**TASK REQUIREMENTS:** Among the records below, find each line containing the word "DateTime" and copy it.

Dataset entries
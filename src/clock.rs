//! Time source injected into the rate limiter, session registry and orchestrator.

use chrono::{DateTime, Duration, Utc};
use std::sync::{Arc, Mutex};

pub trait Clock: Send + Sync {
    fn now(&self) -> DateTime<Utc>;
}

/// Wall clock.
#[derive(Debug, Clone, Copy, Default)]
pub struct SystemClock;

impl Clock for SystemClock {
    fn now(&self) -> DateTime<Utc> {
        Utc::now()
    }
}

/// Clock that only moves when told to. Clones share the same instant.
#[derive(Debug, Clone)]
pub struct ManualClock {
    now: Arc<Mutex<DateTime<Utc>>>,
}

impl ManualClock {
    pub fn new(start: DateTime<Utc>) -> Self {
        Self {
            now: Arc::new(Mutex::new(start)),
        }
    }

    pub fn advance(&self, by: Duration) {
        let mut now = self.now.lock().unwrap_or_else(|poisoned| poisoned.into_inner());
        *now += by;
    }
}

impl Default for ManualClock {
    fn default() -> Self {
        Self::new(Utc::now())
    }
}

impl Clock for ManualClock {
    fn now(&self) -> DateTime<Utc> {
        *self.now.lock().unwrap_or_else(|poisoned| poisoned.into_inner())
    }
}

**TASK RESPONSE:**
use chrono::{DateTime, Duration, Utc};
    fn now(&self) -> DateTime<Utc>;
    fn now(&self) -> DateTime<Utc> {
    now: Arc<Mutex<DateTime<Utc>>>,
    pub fn new(start: DateTime<Utc>) -> Self {
    fn now(&self) -> DateTime<Utc> {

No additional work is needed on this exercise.